Found 19 sheets in yolo_data.json


Now let's select relevant bounding boxes from the blood pressure and HR zone. 

Start by defining functions to convert YOLO bounding box format to pixels (to see if the bounding box is within region of interest). Then create a function that allows you to select ROI and returns a list of bounding boxes within this ROI.

In [4]:
def YOLO_to_pixels(x_center, y_center, width, height, image_width, image_height):
    """
    Convert YOLO bounding box format to pixel coordinates

    Args:
        x_center: float, x center of the bounding box
        y_center: float, y center of the bounding box
        width: float, width of the bounding box
        height: float, height of the bounding box
        image_width: int, width of the image
        image_height: int, height of the image

    Returns:
        A single tuple with the following values:
            x_min: int, minimum x coordinate of the bounding box in pixels
            y_min: int, minimum y coordinate of the bounding box in pixels
            x_max: int, maximum x coordinate of the bounding box in pixels
            y_max: int, maximum y coordinate of the bounding box in pixels
    """
    x_min = int((float(x_center) * image_width) - (width * image_width) / 2)
    y_min = int((float(y_center) * image_height) - (height * image_height) / 2)
    x_max = int((float(x_center) * image_width) + (width * image_width) / 2)
    y_max = int((float(y_center) * image_height) + (height * image_height) / 2)
    return x_min, y_min, x_max, y_max

def select_relevant_bounding_boxes(sheet_data: List[str], path_to_image: Path) -> List[str]:
  """
  Given sheet data for bounding boxes in YOLO format, display the image and allow the user to select a region of interest (ROI).
    Identify bounding boxes that are within the selected region and draw rectangles around them. 
    Return the bounding boxes that are within the selected region.

  Args:
      sheet_data: List of bounding boxes in YOLO format.
      path_to_image: Path to the image file.

  Returns:
      Bounding boxes that are within the selected region, in YOLO format.
  """
  # Load the image
  image = cv2.imread(path_to_image)

  # Display the image and allow the user to select a ROI
  resized_image = cv2.resize(image, (800, 600))
  roi = cv2.selectROI("Select ROI", resized_image)
  print(f"ROI selected: {roi}")

  # The function returns a tuple (x, y, width, height)
  x, y, w, h = roi
  print(f"Selected region: x={x}, y={y}, w={w}, h={h}")

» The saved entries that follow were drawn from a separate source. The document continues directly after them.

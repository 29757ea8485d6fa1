//! Peerlink Session - DataChannel session protocol
//!
//! Tracks the labelled channels a peer connection opens to each remote party
//! and runs the lightweight message protocol over them.
//!
//! # Protocol
//!
//! 1. A channel is opened locally (`ensure_messaging_session`) or by the remote
//!    peer (`attach_channel`) and wrapped in a [`ChannelSession`]
//! 2. The channel labelled `"main"` is the peer's MESSAGING channel; any other
//!    label is a DATA channel for a single transfer
//! 3. Text messages travel as JSON envelopes over the MESSAGING channel
//! 4. Lifecycle changes and inbound messages surface as [`RegistryEvent`]s
//! 5. Closed sessions are dropped from the registry

pub mod channel;
pub mod loopback;
pub mod registry;
pub mod session;

pub use channel::{ChannelError, DataChannel, LifecycleHandler, PayloadHandler};
pub use loopback::LoopbackChannel;
pub use registry::{ChannelSessionRegistry, IncomingMessage, RegistryError, RegistryEvent};
pub use session::{ChannelSession, SendOutcome, SessionError, SessionListener};

pub use peerlink_core::{
    ChannelKind, ChannelState, Envelope, MessageType, PeerInfo, ReadyState, SessionConfig,
    TransferInfo, MESSAGING_CHANNEL_LABEL,
};
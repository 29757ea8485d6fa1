//! Error types for the envelope protocol

use thiserror::Error;

/// Protocol-level errors
#[derive(Error, Debug, Clone)]
pub enum ProtocolError {
    #[error("serialization failed: {0}")]
    Serialization(String),

    #[error("deserialization failed: {0}")]
    Deserialization(String),
}

impl ProtocolError {
    pub(crate) fn encode(e: serde_json::Error) -> Self {
        ProtocolError::Serialization(e.to_string())
    }

    pub(crate) fn decode(e: serde_json::Error) -> Self {
        ProtocolError::Deserialization(e.to_string())
    }
}
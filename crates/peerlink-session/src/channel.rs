//! Channel primitive abstraction
//!
//! Trait for the labelled bidirectional channel a peer connection hands us.
//! Implementations:
//! - WebRTC data channels (provided by the embedding application)
//! - LoopbackChannel (testing/demo)

use peerlink_core::ReadyState;
use thiserror::Error;

/// Errors reported by a channel primitive
#[derive(Debug, Clone, Error)]
pub enum ChannelError {
    #[error("channel not open (state {0:?})")]
    NotOpen(ReadyState),
    #[error("send failed: {0}")]
    SendFailed(String),
    #[error("close failed: {0}")]
    CloseFailed(String),
    #[error("channel could not be created: {0}")]
    CreateFailed(String),
}

/// Handler for the primitive's open and close events
pub type LifecycleHandler = Box<dyn Fn() + Send + Sync>;

/// Handler for error reports and inbound text payloads
pub type PayloadHandler = Box<dyn Fn(String) + Send + Sync>;

/// A single labelled channel to one remote peer
///
/// Each `on_*` registration replaces the previous handler for that event.
/// Handlers may be invoked from any thread.
pub trait DataChannel: Send + Sync {
    /// Channel label, also used as the session id
    fn label(&self) -> &str;

    /// Current ready state of the primitive
    fn ready_state(&self) -> ReadyState;

    /// Send a text payload
    fn send(&self, data: &str) -> Result<(), ChannelError>;

    /// Begin closing; the close event fires once the primitive is closed
    fn close(&self) -> Result<(), ChannelError>;

    fn on_open(&self, handler: LifecycleHandler);

    fn on_close(&self, handler: LifecycleHandler);

    fn on_error(&self, handler: PayloadHandler);

    fn on_message(&self, handler: PayloadHandler);
}
//! Session settings read from an optional `config.toml`
//!
//! Every key may be omitted; missing keys take the defaults below.

use std::io;
use std::path::{Path, PathBuf};
use std::time::Duration;

use directories::ProjectDirs;
use serde::Deserialize;
use thiserror::Error;
use tracing::{debug, info, warn};

use crate::{DEFAULT_EVENT_CAPACITY, DEFAULT_SETTLE_DELAY_MS};

/// Channel session settings
#[derive(Debug, Clone, PartialEq, Eq, Deserialize)]
#[serde(default)]
pub struct SessionConfig {
    /// Delay before a channel that is already open at wrap time is reported OPEN.
    /// Some primitives report ready before the first send is safe.
    pub settle_delay_ms: u64,
    /// Capacity of the broadcast event channel
    pub event_capacity: usize,
    /// Remove sessions from the registry once they report CLOSED
    pub drop_closed_sessions: bool,
}

impl Default for SessionConfig {
    fn default() -> Self {
        Self {
            settle_delay_ms: DEFAULT_SETTLE_DELAY_MS,
            event_capacity: DEFAULT_EVENT_CAPACITY,
            drop_closed_sessions: true,
        }
    }
}

impl SessionConfig {
    pub fn settle_delay(&self) -> Duration {
        Duration::from_millis(self.settle_delay_ms)
    }

    /// Load from the platform config file, falling back to defaults
    ///
    /// Unreadable or invalid files are logged and ignored.
    pub fn load() -> Self {
        let Some(path) = Self::default_path() else {
            debug!("No config directory, using session defaults");
            return Self::default();
        };

        Self::load_from(&path).unwrap_or_else(|e| {
            warn!("Ignoring session config {}: {}", path.display(), e);
            Self::default()
        })
    }

    /// Load from `path`; a missing file yields the defaults
    pub fn load_from(path: &Path) -> Result<Self, ConfigError> {
        let content = match std::fs::read_to_string(path) {
            Ok(content) => content,
            Err(e) if e.kind() == io::ErrorKind::NotFound => {
                debug!("No session config at {}", path.display());
                return Ok(Self::default());
            }
            Err(e) => return Err(ConfigError::Io(e.to_string())),
        };

        let config = Self::from_toml(&content)?;
        info!(
            "Session config from {}: settle {}ms, event capacity {}",
            path.display(),
            config.settle_delay_ms,
            config.event_capacity
        );
        Ok(config)
    }

    /// Parse configuration from TOML text
    pub fn from_toml(content: &str) -> Result<Self, ConfigError> {
        toml::from_str(content).map_err(|e| ConfigError::Parse(e.to_string()))
    }

    /// `config.toml` in the platform config directory for peerlink
    pub fn default_path() -> Option<PathBuf> {
        ProjectDirs::from("com", "peerlink", "peerlink")
            .map(|dirs| dirs.config_dir().join("config.toml"))
    }
}

/// Configuration errors
#[derive(Debug, Clone, Error)]
pub enum ConfigError {
    #[error("I/O error: {0}")]
    Io(String),
    #[error("Parse error: {0}")]
    Parse(String),
}
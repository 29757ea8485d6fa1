//! Peerlink Core - Shared types, envelope protocol, and configuration
//!
//! This crate contains the foundational types used by the peerlink session layer.
//! It has no dependencies on any channel primitive or async runtime.

pub mod config;
pub mod error;
pub mod protocol;
pub mod types;

pub use config::{ConfigError, SessionConfig};
pub use error::*;
pub use protocol::*;
pub use types::*;

/// Label of the durable peer-to-peer messaging channel
pub const MESSAGING_CHANNEL_LABEL: &str = "main";

/// Default settling delay for channels that report open before they are usable (ms)
pub const DEFAULT_SETTLE_DELAY_MS: u64 = 500;

/// Default capacity of the session event channel
pub const DEFAULT_EVENT_CAPACITY: usize = 64;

  # Draw a rectangle around the selected region
  cv2.rectangle(img=resized_image, pt1=(x, y), pt2=(x + w, y + h), color=(0, 255, 0), thickness=1)

  # Close all OpenCV windows
  cv2.destroyAllWindows()

  # List of bounding boxes that are within the selected region
  bounding_boxes_within_region = []

  # Identify bounding boxes that are within the selected region
  for bounding_box in sheet_data:
    # Bounding boxes are in YOLO format, let's convert to pixels and see if they are within the selected region
    identifier, x_center, y_center, bb_width, bb_height = bounding_box.split(' ')
    x_min, y_min, x_max, y_max  = YOLO_to_pixels(float(x_center), float(y_center), float(bb_width), float(bb_height), 800, 600)
    if x_min >= x and y_min >= y and x_max <= x + w and y_max <= y + h:
      print(f"Bounding box {bounding_box} is within the selected region")

      # Generate a random color for the bounding box in (0, 255, 0) scalar format
      generate_color = lambda: (random.randint(0, 255), random.randint(0, 255), random.randint(0, 255))

      # Draw a rectangle around the bounding box
      cv2.rectangle(img=resized_image, pt1=(x_min, y_min), pt2=(x_max, y_max), color=generate_color(), thickness=1)

      # Append the bounding box to the list of bounding boxes within the selected region
      bounding_boxes_within_region.append(bounding_box)

  # Display the image with the selected region and bounding boxes
  resized_image = cv2.cvtColor(resized_image, cv2.COLOR_BGR2RGB)
  resized_image = Image.fromarray(resized_image)
  resized_image.show()

  return bounding_boxes_within_region


Now lets use these functions to get the relevant bounding boxes for clustering.

In [5]:
# Iterate over all images
for sheet, bounding_boxes in yolo_data.items():
    print(f"Sheet: {sheet}")
    full_image_path = os.path.join(PATH_TO_REGISTERED_IMAGES, sheet)
    print(f"Full image path: {full_image_path}")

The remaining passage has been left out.